Many organizational changes are initiated and implemented through the authority of top levels of management. The problems are defined and solutions are developed by top-level managers based on information that is gathered by others with help from a limited number of people. Once a decision is made, the changes are often communicated to people in the organization through memo, speech, policy statement, or verbal command. Since only a few people, usually at the top, are involved in making the decisions, the change is usually introduced very rapidly. However, this strategy has proved to be largely ineffective in dealing with organizational change processes, particularly for successful integration. A common misconception about carrying out a change is that it must be directed from the top. The foundation of successful change management lies in involving the people who will be affected by the change.

Sharing responsibility for change is a process whereby those at the top and those at lower levels are jointly involved in identifying problems and/or developing solutions. Virtually continual interaction takes place between top and bottom levels. The shared responsibility or participative approach can be addressed in several ways: (1) Top management defines the problem and uses staff groups or consultants to gather information and develop solutions. These identified solutions are then communicated to lower-level groups in order to obtain reactions. The feedback from the lower levels is then used to modify the solution, and the communication process starts again. The assumption underlying this approach is that although involving others in the definition of the problem or its solution may be impractical, the solution can be improved and commitment obtained by involving lower levels. (2) Top management defines the problem but seeks involvement from lower levels by appointing task forces to develop solutions. The task forces provide recommendations to top management, where the final decision is made. These task forces are composed of people who will be affected by the change and have some level of expertise in the areas that will be affected by the proposed change. The assumption here is that those who have the expertise to solve the problems are those groups that are closer to the situation. Also, the group’s commitment to the change may be made deeper by this involvement. (3) Task forces composed of people from all levels are formed to collect information about problems in the organization and to develop solutions. The underlying assumptions in this approach are that people at the top, middle, and lower levels are needed to develop quality solutions and that commitment must build at about the same rate at all levels. These approaches emphasizing shared responsibility usually take longer to implement but result in more commitment from all levels of the organization and more successful integration of the change into the work processes (Hough, 2003).

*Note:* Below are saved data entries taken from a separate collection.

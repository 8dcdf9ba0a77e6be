//! `classradar plan` command implementation

use anyhow::Result;
use clap::Args;
use std::path::PathBuf;

use crate::config::Config;
use crate::pipeline::{process_file, DefaultCollaborators, RadarConfig};
use crate::syllabus::SubStepSequence;

#[derive(Args)]
pub struct PlanArgs {
    /// Syllabus document (PDF or plain text)
    file: PathBuf,

    /// Comma-separated sub-steps, e.g. "Outline,Draft,Submit"
    #[arg(short, long)]
    steps: Option<SubStepSequence>,

    /// Where to write the workload heatmap PNG
    #[arg(long, conflicts_with = "no_heatmap")]
    heatmap: Option<PathBuf>,

    /// Don't draw the heatmap
    #[arg(long)]
    no_heatmap: bool,

    /// Todoist API token
    #[arg(long, env = "CLASSRADAR_TODOIST_TOKEN", hide_env_values = true)]
    token: Option<String>,

    /// Don't push tasks to Todoist
    #[arg(long)]
    no_push: bool,

    /// Output as JSON
    #[arg(long)]
    json: bool,
}

impl PlanArgs {
    fn apply(self, mut config: RadarConfig) -> RadarConfig {
        if let Some(steps) = self.steps {
            config.sub_steps = steps;
        }
        if let Some(path) = self.heatmap {
            config.heatmap_path = Some(path);
        }
        if self.no_heatmap {
            config.heatmap_path = None;
        }
        if let Some(token) = self.token.filter(|t| !t.trim().is_empty()) {
            config.todoist_token = Some(token);
        }
        if self.no_push {
            config.todoist_token = None;
        }
        config
    }
}

pub async fn run(args: PlanArgs) -> Result<()> {
    let file = args.file.clone();
    let json = args.json;
    let config = args.apply(RadarConfig::from_config(&Config::load()?));
    let collaborators = DefaultCollaborators::from_config(&config)?;

    let subtasks = process_file(&file, &config, &collaborators).await?;

    if json {
        return super::print_json(&subtasks);
    }

    if subtasks.is_empty() {
        println!("No deadlines found in {:?}", file);
        return Ok(());
    }

    super::print_plan_table(&subtasks);
    if let Some(path) = &config.heatmap_path {
        println!("\nHeatmap: {}", path.display());
    }
    Ok(())
}

#[cfg(test)]
mod tests {
    use super::*;
    use crate::cli::{Cli, Commands};
    use clap::Parser;

    fn plan_args(argv: &[&str]) -> PlanArgs {
        let cli = Cli::try_parse_from(argv).unwrap();
        match cli.command {
            Commands::Plan(args) => args,
            _ => panic!("expected plan"),
        }
    }

    #[test]
    fn test_flags_override_config() {
        let args = plan_args(&[
            "classradar",
            "plan",
            "syllabus.pdf",
            "--steps",
            "Read,Write",
            "--no-heatmap",
            "--token",
            "abc",
        ]);
        let config = args.apply(RadarConfig::default());
        assert_eq!(config.sub_steps, SubStepSequence::new(["Read", "Write"]));
        assert!(config.heatmap_path.is_none());
        assert_eq!(config.todoist_token.as_deref(), Some("abc"));
    }

    #[test]
    fn test_blank_token_does_not_enable_push() {
        let args = plan_args(&["classradar", "plan", "syllabus.pdf", "--token", "  "]);
        let config = args.apply(RadarConfig::default());
        assert!(config.todoist_token.is_none());
    }

    #[test]
    fn test_no_push_wins_over_token() {
        let args = plan_args(&[
            "classradar",
            "plan",
            "syllabus.pdf",
            "--token",
            "abc",
            "--no-push",
        ]);
        let config = args.apply(RadarConfig::default());
        assert!(config.todoist_token.is_none());
    }

    #[test]
    fn test_heatmap_conflicts_with_no_heatmap() {
        let result = Cli::try_parse_from([
            "classradar",
            "plan",
            "s.pdf",
            "--heatmap",
            "a.png",
            "--no-heatmap",
        ]);
        assert!(result.is_err());
    }
}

Before, implementing the change, TESCO devised the following objectives to measure the effectiveness of the organisational change. The developed objectives were:

A significant increase in customer satisfaction

To achieve cost effectiveness

A substential increase in sales


The implementation of the TESCO self-checkout systems could be said to be a strategic Change. This is because the self-checkout is a new system which differs from the Normal checkout in terms of the way transactions are carried out. The cashier checkout requires a cashier to operate but the self-checkout does not require a cashier. The self-checkout brings a new procedure or method of serving Customers. The use of the self-checkout and the normal checkout give the customers an enhanced service without having to spend so much time in the store. The self-checkout when introduced in TESCO was to help improve upon the customers Shopping experience and also to make the shopping very easy. This was done to make the customers feel a part of TESCO. The customer in store will select the shopping from the shelves and move to the self-checkout, scan and pay for the items. The intended Effect is the synergy of both the self-checkout and the cashier checkout.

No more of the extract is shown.